Assignment 6 Objectives

The purpose of this fifth assignment is to help you use R to complete some of the SPSS Exercises from the end of Chapter 5 in Bachman, Paternoster, & Wilson’s Statistics for Criminology & Criminal Justice, 5th Ed.

This chapter covered measures of dispersion, including variation ratio, range, interquartile range, variance, and standard deviation. We use measures of dispersion to summarize the “spread” (rather than central tendency) of a data distribution. Likewise, in this assignment, you will learn how to use R to calculate measures of dispersion and create boxplots that help us standardize and efficiently describe the spread of a data distribution. You will also get additional practice with creating frequency tables and simple graphs in R, and you will learn how to modify some elements (e.g., color) of a ggplot object. As with previous assignments, you will be using R Markdown (with R & R Studio) to complete and submit your work.

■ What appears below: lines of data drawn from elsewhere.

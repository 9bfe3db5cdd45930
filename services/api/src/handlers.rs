//! Axum Handlers for the REST API
//!
//! Voice turns, reminder CRUD, today's schedule, and the caregiver-facing
//! alert and activity feeds.

use axum::{
    extract::{Path, State},
    http::StatusCode,
    response::{IntoResponse, Json, Response},
};
use memora_core::pipeline::{PipelineReply, PipelineRequest};
use memora_core::reminder::{Frequency, NewReminder, Reminder, ScheduleEntry};
use memora_core::store::{CompletionTarget, ReminderStore};
use std::sync::Arc;
use tracing::error;
use uuid::Uuid;

use crate::{
    models::{
        ActivityRecord, CompleteReminderPayload, CompleteReminderResponse, CreateReminderPayload,
        ErrorResponse, StoredAlert,
    },
    state::AppState,
};

pub enum ApiError {
    BadRequest(String),
    NotFound(String),
    InternalServerError(anyhow::Error),
}

impl IntoResponse for ApiError {
    fn into_response(self) -> Response {
        match self {
            ApiError::BadRequest(message) => {
                (StatusCode::BAD_REQUEST, Json(ErrorResponse { message })).into_response()
            }
            ApiError::NotFound(message) => {
                (StatusCode::NOT_FOUND, Json(ErrorResponse { message })).into_response()
            }
            ApiError::InternalServerError(err) => {
                error!("Internal Server Error: {:?}", err);
                let message = "An internal server error occurred.".to_string();
                (
                    StatusCode::INTERNAL_SERVER_ERROR,
                    Json(ErrorResponse { message }),
                )
                    .into_response()
            }
        }
    }
}

impl<E> From<E> for ApiError
where
    E: Into<anyhow::Error>,
{
    fn from(err: E) -> Self {
        Self::InternalServerError(err.into())
    }
}

/// Run one voice turn through the pipeline.
pub async fn run_pipeline(
    State(state): State<Arc<AppState>>,
    Json(payload): Json<PipelineRequest>,
) -> Result<Json<PipelineReply>, ApiError> {
    let reply = state.pipeline.run(payload).await?;
    Ok(Json(reply))
}

/// Announce a reminder now, opening its confirmation window.
pub async fn announce_reminder(
    State(state): State<Arc<AppState>>,
    Path(id): Path<Uuid>,
) -> Result<impl IntoResponse, ApiError> {
    let reminder = state
        .store
        .get(id)
        .await
        .ok_or_else(|| ApiError::NotFound(format!("Reminder with id '{}' not found", id)))?;
    state.pipeline.announce(&reminder).await;
    Ok((StatusCode::OK, Json(reminder)))
}

pub async fn list_reminders(
    State(state): State<Arc<AppState>>,
) -> Result<Json<Vec<Reminder>>, ApiError> {
    Ok(Json(state.store.all().await))
}

pub async fn create_reminder(
    State(state): State<Arc<AppState>>,
    Json(payload): Json<CreateReminderPayload>,
) -> Result<impl IntoResponse, ApiError> {
    let title = payload.title.trim().to_string();
    if title.is_empty() {
        return Err(ApiError::BadRequest("title is required".to_string()));
    }
    let time = memora_core::time::normalize(&payload.time).unwrap_or(payload.time);
    let created = state
        .store
        .create(NewReminder {
            title,
            time,
            frequency: payload.frequency.unwrap_or(Frequency::OneTime),
        })
        .await?;
    Ok((StatusCode::CREATED, Json(created)))
}

pub async fn complete_reminder(
    State(state): State<Arc<AppState>>,
    Json(payload): Json<CompleteReminderPayload>,
) -> Result<impl IntoResponse, ApiError> {
    let target = match (payload.id, payload.title) {
        (Some(id), _) => CompletionTarget::Id(id),
        (None, Some(title)) => CompletionTarget::Title(title),
        (None, None) => {
            return Err(ApiError::BadRequest("id or title is required".to_string()));
        }
    };
    let reminder = state
        .store
        .complete(target)
        .await?
        .ok_or_else(|| ApiError::NotFound("No matching active reminder".to_string()))?;
    Ok(Json(CompleteReminderResponse { ok: true, reminder }))
}

pub async fn schedule_today(
    State(state): State<Arc<AppState>>,
) -> Result<Json<Vec<ScheduleEntry>>, ApiError> {
    Ok(Json(state.store.schedule_today().await?))
}

pub async fn list_alerts(
    State(state): State<Arc<AppState>>,
) -> Result<Json<Vec<StoredAlert>>, ApiError> {
    Ok(Json(state.outbox.alerts_snapshot().await))
}

pub async fn list_activity(
    State(state): State<Arc<AppState>>,
) -> Result<Json<Vec<ActivityRecord>>, ApiError> {
    Ok(Json(state.activity.snapshot().await))
}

By the end of Assignment 6, you should…

  • be able to calculate measures of dispersion by hand from frequency tables you generate in R
  • be able to generate some measures of dispersion (e.g., standard deviation) directly in R (e.g., with sjmisc:frq() or summarytools::descr())
  • be able to generate boxplots using base R boxplot() and ggplot() to visualize dispersion in a data distribution
  • know how to change outline and fill colors in a ggplot geometric object (e.g., geom_boxplot()) by adding fill= and color= followed by specific color names (e.g., “turquoise”) or hexidecimal codes (e.g., “#990000” for crimson; “#EDEBEB” for cream)
  • know how to add or change a preset theme (e.g., + theme_minimal()) to a ggplot object to conveniently modify certain plot elements (e.g., white background color)
  • be able to add a title (and subtitle or caption) to a ggplot object by adding a label with the labs() function (e.g., + labs(title = "My Title"))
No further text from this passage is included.